The BinLog mode is applicable for MySQL Source types. In this mode, data is read using MySQL’s BinLog. This mode is useful when you are looking to replicate the complete database, as is, to the Destination. This mode is very efficient in replicating but leaves you with less control and manageability over data ingestion.

After a historical load of the initial state of the MySQL database, the BinLog is continuously streamed. The first time the data is ingested, the table definitions are directly read from the schema and not the BinLog. Post that, all of the schema updates are read from the BinLog for near real-time replication at scale. This approach supports both deletions and table alterations leading to exactly one-to-one replication. It does not require locks or affect the performance of the database. It is also consistent with the stream processing paradigm allowing near real-time performance.


Change Tracking

The Change Tracking mode is applicable for MS SQL Source types. It makes use of the Change Tracking feature provided by SQL Server to track the changes made to the Source objects. It captures the records (rows) that were inserted, updated, or deleted in these objects.

Before selecting this mode, you must use an SQL client tool to enable Change Tracking at the database or object level. Once this is done, Hevo automatically sets Change Tracking as the query mode for the objects that you want to track. The Change Tracking period should be more than the replication frequency of your Hevo Pipeline to avoid any data loss.

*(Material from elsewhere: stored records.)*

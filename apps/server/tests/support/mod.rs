#![allow(dead_code)]

pub mod assertions;
pub mod fixtures;
pub mod shared;

use anyhow::Context as _;
use axum::{
    body::{Body, Bytes},
    http::{HeaderMap, HeaderName, HeaderValue, Method, Request, StatusCode},
    Router,
};
use futures::FutureExt as _;
use heya::{api::create_router, AppState, Config};
use serde_json::Value;
use sqlx::Connection as _;
use tower::ServiceExt as _;
use url::Url;
use uuid::Uuid;

pub use assertions::*;
pub use fixtures::*;

const SCHEMA_SQL: &str = include_str!("schema.sql");

pub struct TestApp {
    pub router: Router,
    pub state: AppState,
    schema: String,
    admin_database_url: String,
}

impl TestApp {
    pub async fn new() -> anyhow::Result<Self> {
        Self::new_with_config(|_| {}).await
    }

    pub async fn new_with_config(configure: impl FnOnce(&mut Config)) -> anyhow::Result<Self> {
        let shared = shared::shared().await?;
        let mut config = shared.base_config.clone();
        configure(&mut config);

        // Per-test schema and DB pool.
        let admin_database_url = config.database.url.clone();

        let schema = format!("test_{}", Uuid::new_v4().simple());
        let mut admin_conn = sqlx::PgConnection::connect(&admin_database_url)
            .await
            .context("connect admin db for schema create")?;
        sqlx::query(&format!(r#"CREATE SCHEMA "{}""#, schema))
            .execute(&mut admin_conn)
            .await
            .context("create test schema")?;

        config.database.url = with_search_path(&admin_database_url, &schema)?;
        config.database.pool_min_size = 0;
        // Each test owns a pool; keep them small so parallel tests fit in Postgres.
        config.database.pool_max_size = 2;
        config.database.pool_timeout_seconds = 30;
        config.database.statement_timeout_seconds = 30;

        let state = AppState::new(config)
            .await
            .context("initialize AppState")?;

        sqlx::raw_sql(SCHEMA_SQL)
            .execute(&state.db_pool)
            .await
            .context("apply test schema")?;

        let router = create_router(state.clone());

        Ok(Self {
            router,
            state,
            schema,
            admin_database_url,
        })
    }

    pub async fn cleanup(self) -> anyhow::Result<()> {
        self.state.db_pool.close().await;

        let mut admin_conn = sqlx::PgConnection::connect(&self.admin_database_url)
            .await
            .context("connect admin db for schema drop")?;
        sqlx::query(&format!(r#"DROP SCHEMA "{}" CASCADE"#, self.schema))
            .execute(&mut admin_conn)
            .await
            .context("drop test schema")?;

        Ok(())
    }

    pub async fn request(
        &self,
        method: Method,
        path_and_query: &str,
    ) -> anyhow::Result<(StatusCode, HeaderMap, Bytes)> {
        self.request_with_extra_headers(method, path_and_query, &[])
            .await
    }

    pub async fn request_with_extra_headers(
        &self,
        method: Method,
        path_and_query: &str,
        extra_headers: &[(&str, &str)],
    ) -> anyhow::Result<(StatusCode, HeaderMap, Bytes)> {
        let mut request = Request::builder()
            .method(method)
            .uri(path_and_query)
            .header("host", "example.org")
            .header("accept", "application/json")
            .body(Body::empty())
            .context("build request")?;

        for (name, value) in extra_headers {
            request.headers_mut().insert(
                name.parse::<HeaderName>().context("parse header name")?,
                value.parse::<HeaderValue>().context("parse header value")?,
            );
        }

        let response = self
            .router
            .clone()
            .oneshot(request)
            .await
            .context("dispatch request")?;

        let status = response.status();
        let headers = response.headers().clone();
        let body = axum::body::to_bytes(response.into_body(), usize::MAX)
            .await
            .context("read response body")?;

        Ok((status, headers, body))
    }

    /// GET and decode the JSON body.
    pub async fn get_json(&self, path_and_query: &str) -> anyhow::Result<(StatusCode, Value)> {
        self.get_json_as(path_and_query, None).await
    }

    /// GET as the given local user (via `X-Dev-User-Id`).
    pub async fn get_json_as(
        &self,
        path_and_query: &str,
        user_id: Option<i32>,
    ) -> anyhow::Result<(StatusCode, Value)> {
        let user_header = user_id.map(|id| id.to_string());
        let headers: Vec<(&str, &str)> = user_header
            .as_deref()
            .map(|id| vec![("x-dev-user-id", id)])
            .unwrap_or_default();

        let (status, _headers, body) = self
            .request_with_extra_headers(Method::GET, path_and_query, &headers)
            .await?;
        let json = serde_json::from_slice(&body)
            .with_context(|| format!("decode JSON body of {path_and_query}"))?;
        Ok((status, json))
    }
}

pub async fn with_test_app<F>(f: F) -> anyhow::Result<()>
where
    F: for<'a> FnOnce(
        &'a TestApp,
    ) -> std::pin::Pin<
        Box<dyn std::future::Future<Output = anyhow::Result<()>> + 'a>,
    >,
{
    with_test_app_with_config(|_| {}, f).await
}

pub async fn with_test_app_with_config<C, F>(configure: C, f: F) -> anyhow::Result<()>
where
    C: FnOnce(&mut Config),
    F: for<'a> FnOnce(
        &'a TestApp,
    ) -> std::pin::Pin<
        Box<dyn std::future::Future<Output = anyhow::Result<()>> + 'a>,
    >,
{
    let app = TestApp::new_with_config(configure).await?;

    let result = std::panic::AssertUnwindSafe(f(&app)).catch_unwind().await;
    let cleanup_result = app.cleanup().await;

    if let Err(e) = cleanup_result {
        eprintln!("test schema cleanup failed: {e:?}");
    }

    match result {
        Ok(r) => r,
        Err(panic) => std::panic::resume_unwind(panic),
    }
}

fn with_search_path(database_url: &str, schema: &str) -> anyhow::Result<String> {
    let mut url = Url::parse(database_url).context("parse database URL")?;
    url.query_pairs_mut()
        .append_pair("options", &format!("-c search_path={}", schema));
    Ok(url.to_string())
}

Note: Automatic selection of Change Tracking as the query mode occurs only for new Pipelines.


Logical Replication

Logical Replication is applicable for the Postgres Source types. In this mode, data is replicated using Postgres Write Ahead Log (WAL) set at a logical level (available on Postgres version 9.4 and above). This mode is useful when you are looking to replicate the complete database as it is. Please note that Hevo will create a new Replication Slot for the Pipeline which may lead to higher disk consumption in your Postgres Database.

Note: Hevo creates a new Replication Slot for the Pipeline, which may lead to higher disk consumption in your Postgres Database.

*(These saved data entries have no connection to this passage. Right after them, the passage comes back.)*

//! Domain models for the rental property API

pub mod master;
pub mod property;

pub use master::{BuildingType, Feature, FloorPlanType, Prefecture, RailwayLine, Station};
pub use property::{
    Property, PropertyFeature, PropertyImage, PropertyPage, PropertyStation, UserRole, Viewer,
};
use anyhow::Context as _;
use heya::Config;
use std::sync::Arc;
use tokio::sync::OnceCell;

static SHARED: OnceCell<Arc<SharedTestResources>> = OnceCell::const_new();

pub struct SharedTestResources {
    pub base_config: Config,
}

pub async fn shared() -> anyhow::Result<Arc<SharedTestResources>> {
    SHARED
        .get_or_try_init(|| async {
            init_tracing();

            let mut config = Config::load().context("load Config for tests")?;
            if let Some(url) = &config.database.test_database_url {
                config.database.url = url.clone();
            }

            // Requests identify callers through X-Dev-User-Id; no identity provider.
            config.auth.enabled = false;
            config.auth.dev_user_header = true;

            config.database.pool_min_size = 0;
            config.database.pool_max_size = 5;
            config.database.pool_timeout_seconds = 30;

            Ok(Arc::new(SharedTestResources {
                base_config: config,
            }))
        })
        .await
        .cloned()
}

fn init_tracing() {
    use std::sync::OnceLock;
    use tracing_subscriber::prelude::*;
    static INIT: OnceLock<()> = OnceLock::new();
    INIT.get_or_init(|| {
        let _ = tracing_subscriber::registry()
            .with(
                tracing_subscriber::EnvFilter::try_from_default_env()
                    .unwrap_or_else(|_| "heya=info,sqlx=warn".into()),
            )
            .with(tracing_subscriber::fmt::layer())
            .try_init();
    });
}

Read Set up Log-based Incremental Replication for steps to set up WAL for logical replication.


OpLog

OpLog is applicable to the MongoDB Source. In this mode, data is polled using MongoDB’s OpLog. The OpLog is a collection of individual, transaction-level details which help replicas sync data from the primary instance. Read more about MongoDB’s OpLog and OpLog Alerts in Hevo.


Redo Log

This mode is applicable for the Oracle Source Types. It uses Oracle Logminer to incrementally ingest the data from Oracle Redo Logs. This is the recommended mode for replicating data from an Oracle database Source. Read Using Logminer. For Pipelines created after Release 1.96, Hevo supports the RedoLog ingestion mode for Oracle Database 19c and higher. Refer to the documentation for the Oracle Source variants for instructions to set up Redo Log for an Oracle database. Also read Pipeline failure due to Redo Log expiry to follow the troubleshooting steps in case the Redo Log expires.

Note: This mode does not support user-defined data types for fields. Read Generic Oracle.


Table

In the Table mode, your tables are read individually at a fixed frequency. Use this mode to fetch data from multiple tables in your database, while maintaining control over the ingestion for every table individually. You can fetch data using different query modes.

In Table mode:

  • Hevo does not fetch Views automatically from your database. As a workaround, you can create individual Pipelines in the Custom SQL mode to fetch each View. However, some limitations may arise based on the type of data synchronization, the query mode, or the number of Events. Contact Hevo Support for more detail.

  • Hevo does not update the Destination tables for any deletes that may have occurred in the Source data. In log-based replication, deletes can be identified by the field hevo_marked_deleted being _True for an Event. However, in the Table mode, data is fetched using SQL queries, and these do not offer any mechanism to determine the deletes.

  • For MS SQL Source types, Hevo automatically sets Change Tracking as the query mode if you have enabled Change Tracking on the Source objects.


Custom SQL

The Custom SQL mode allows you to fetch data in a different structure than how it is stored in your Source tables. Custom SQL mode allows you to fetch data using a custom query at a fixed frequency. Based on the query mode and the parameter/column name specified in the query mode configuration, Hevo fetches data from the Source tables/views.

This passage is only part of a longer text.